(DATASET)
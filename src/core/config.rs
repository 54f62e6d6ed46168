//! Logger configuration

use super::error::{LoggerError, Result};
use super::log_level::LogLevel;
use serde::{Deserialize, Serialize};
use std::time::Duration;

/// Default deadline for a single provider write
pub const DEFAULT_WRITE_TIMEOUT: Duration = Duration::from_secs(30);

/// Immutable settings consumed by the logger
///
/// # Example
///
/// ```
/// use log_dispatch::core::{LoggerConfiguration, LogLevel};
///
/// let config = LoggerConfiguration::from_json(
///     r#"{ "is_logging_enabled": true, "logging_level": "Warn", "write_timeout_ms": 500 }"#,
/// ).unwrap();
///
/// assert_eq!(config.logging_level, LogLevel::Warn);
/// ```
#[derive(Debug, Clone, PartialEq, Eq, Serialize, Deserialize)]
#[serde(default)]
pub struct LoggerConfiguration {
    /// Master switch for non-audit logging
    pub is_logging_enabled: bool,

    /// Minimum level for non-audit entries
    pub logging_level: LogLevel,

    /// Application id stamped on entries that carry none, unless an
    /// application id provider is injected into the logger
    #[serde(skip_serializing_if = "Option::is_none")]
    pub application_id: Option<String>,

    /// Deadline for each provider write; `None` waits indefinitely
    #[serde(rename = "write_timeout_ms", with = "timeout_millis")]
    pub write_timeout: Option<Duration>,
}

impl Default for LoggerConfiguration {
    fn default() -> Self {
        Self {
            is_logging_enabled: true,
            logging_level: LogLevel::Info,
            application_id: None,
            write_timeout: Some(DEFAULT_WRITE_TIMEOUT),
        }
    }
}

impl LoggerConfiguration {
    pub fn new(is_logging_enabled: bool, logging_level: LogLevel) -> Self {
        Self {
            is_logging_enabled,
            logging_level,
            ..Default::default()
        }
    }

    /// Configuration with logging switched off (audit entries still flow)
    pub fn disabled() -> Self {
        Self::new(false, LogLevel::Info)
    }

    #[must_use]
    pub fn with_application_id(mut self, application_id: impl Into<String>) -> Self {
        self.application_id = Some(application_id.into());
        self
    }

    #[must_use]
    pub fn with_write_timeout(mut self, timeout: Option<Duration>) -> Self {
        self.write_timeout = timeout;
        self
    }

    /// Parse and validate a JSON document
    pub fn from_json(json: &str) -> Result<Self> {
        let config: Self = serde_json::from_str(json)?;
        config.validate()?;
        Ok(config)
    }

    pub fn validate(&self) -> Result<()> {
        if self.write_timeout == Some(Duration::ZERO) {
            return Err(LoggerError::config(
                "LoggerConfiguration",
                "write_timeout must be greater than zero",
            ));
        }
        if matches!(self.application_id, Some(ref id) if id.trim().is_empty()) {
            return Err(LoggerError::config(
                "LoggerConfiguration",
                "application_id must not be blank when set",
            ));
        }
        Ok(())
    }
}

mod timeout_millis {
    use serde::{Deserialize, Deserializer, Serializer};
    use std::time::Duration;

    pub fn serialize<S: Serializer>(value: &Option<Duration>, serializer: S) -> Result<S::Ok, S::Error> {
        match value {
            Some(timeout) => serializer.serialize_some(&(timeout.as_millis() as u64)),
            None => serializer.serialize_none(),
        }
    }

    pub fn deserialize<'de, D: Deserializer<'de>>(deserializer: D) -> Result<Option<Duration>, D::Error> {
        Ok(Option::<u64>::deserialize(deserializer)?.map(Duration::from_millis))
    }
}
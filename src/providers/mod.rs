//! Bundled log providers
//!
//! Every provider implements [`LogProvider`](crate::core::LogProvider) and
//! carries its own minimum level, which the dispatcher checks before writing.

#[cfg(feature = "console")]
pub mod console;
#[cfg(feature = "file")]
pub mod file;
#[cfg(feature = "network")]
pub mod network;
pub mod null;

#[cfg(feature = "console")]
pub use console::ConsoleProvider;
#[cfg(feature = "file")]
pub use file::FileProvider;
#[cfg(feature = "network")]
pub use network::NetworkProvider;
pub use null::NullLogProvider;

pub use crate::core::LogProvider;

(GOAL OF THE EXERCISE) Your reply should contain each entry, copied without alteration.

(RESULT OF THE TASK)
filename src/core/config.rs
repository 54f62e6d6ed46168
//! Logger configuration

use super::error::{LoggerError, Result};
use super::log_level::LogLevel;
use serde::{Deserialize, Serialize};
use std::time::Duration;

/// Default deadline for a single provider write
pub const DEFAULT_WRITE_TIMEOUT: Duration = Duration::from_secs(30);

/// Immutable settings consumed by the logger
///
/// # Example
///
/// ```
/// use log_dispatch::core::{LoggerConfiguration, LogLevel};
///
/// let config = LoggerConfiguration::from_json(
///     r#"{ "is_logging_enabled": true, "logging_level": "Warn", "write_timeout_ms": 500 }"#,
/// ).unwrap();
///
/// assert_eq!(config.logging_level, LogLevel::Warn);
/// ```
#[derive(Debug, Clone, PartialEq, Eq, Serialize, Deserialize)]
#[serde(default)]
pub struct LoggerConfiguration {
    /// Master switch for non-audit logging
    pub is_logging_enabled: bool,

    /// Minimum level for non-audit entries
    pub logging_level: LogLevel,

    /// Application id stamped on entries that carry none, unless an
    /// application id provider is injected into the logger
    #[serde(skip_serializing_if = "Option::is_none")]
    pub application_id: Option<String>,

    /// Deadline for each provider write; `None` waits indefinitely
    #[serde(rename = "write_timeout_ms", with = "timeout_millis")]
    pub write_timeout: Option<Duration>,
}

impl Default for LoggerConfiguration {
    fn default() -> Self {
        Self {
            is_logging_enabled: true,
            logging_level: LogLevel::Info,
            application_id: None,
            write_timeout: Some(DEFAULT_WRITE_TIMEOUT),
        }
    }
}

impl LoggerConfiguration {
    pub fn new(is_logging_enabled: bool, logging_level: LogLevel) -> Self {
        Self {
            is_logging_enabled,
            logging_level,
            ..Default::default()
        }
    }

    /// Configuration with logging switched off (audit entries still flow)
    pub fn disabled() -> Self {
        Self::new(false, LogLevel::Info)
    }

    #[must_use]
    pub fn with_application_id(mut self, application_id: impl Into<String>) -> Self {
        self.application_id = Some(application_id.into());
        self
    }

    #[must_use]
    pub fn with_write_timeout(mut self, timeout: Option<Duration>) -> Self {
        self.write_timeout = timeout;
        self
    }

    /// Parse and validate a JSON document
    pub fn from_json(json: &str) -> Result<Self> {
        let config: Self = serde_json::from_str(json)?;
        config.validate()?;
        Ok(config)
    }

    pub fn validate(&self) -> Result<()> {
        if self.write_timeout == Some(Duration::ZERO) {
            return Err(LoggerError::config(
                "LoggerConfiguration",
                "write_timeout must be greater than zero",
            ));
        }
        if matches!(self.application_id, Some(ref id) if id.trim().is_empty()) {
            return Err(LoggerError::config(
                "LoggerConfiguration",
                "application_id must not be blank when set",
            ));
        }
        Ok(())
    }
}

mod timeout_millis {
    use serde::{Deserialize, Deserializer, Serializer};
    use std::time::Duration;

    pub fn serialize<S: Serializer>(value: &Option<Duration>, serializer: S) -> Result<S::Ok, S::Error> {
        match value {
            Some(timeout) => serializer.serialize_some(&(timeout.as_millis() as u64)),
            None => serializer.serialize_none(),
        }
    }

    pub fn deserialize<'de, D: Deserializer<'de>>(deserializer: D) -> Result<Option<Duration>, D::Error> {
        Ok(Option::<u64>::deserialize(deserializer)?.map(Duration::from_millis))
    }
}
filename src/providers/mod.rs
//! Bundled log providers
//!
//! Every provider implements [`LogProvider`](crate::core::LogProvider) and
//! carries its own minimum level, which the dispatcher checks before writing.

#[cfg(feature = "console")]
pub mod console;
#[cfg(feature = "file")]
pub mod file;
#[cfg(feature = "network")]
pub mod network;
pub mod null;

#[cfg(feature = "console")]
pub use console::ConsoleProvider;
#[cfg(feature = "file")]
pub use file::FileProvider;
#[cfg(feature = "network")]
pub use network::NetworkProvider;
pub use null::NullLogProvider;

pub use crate::core::LogProvider;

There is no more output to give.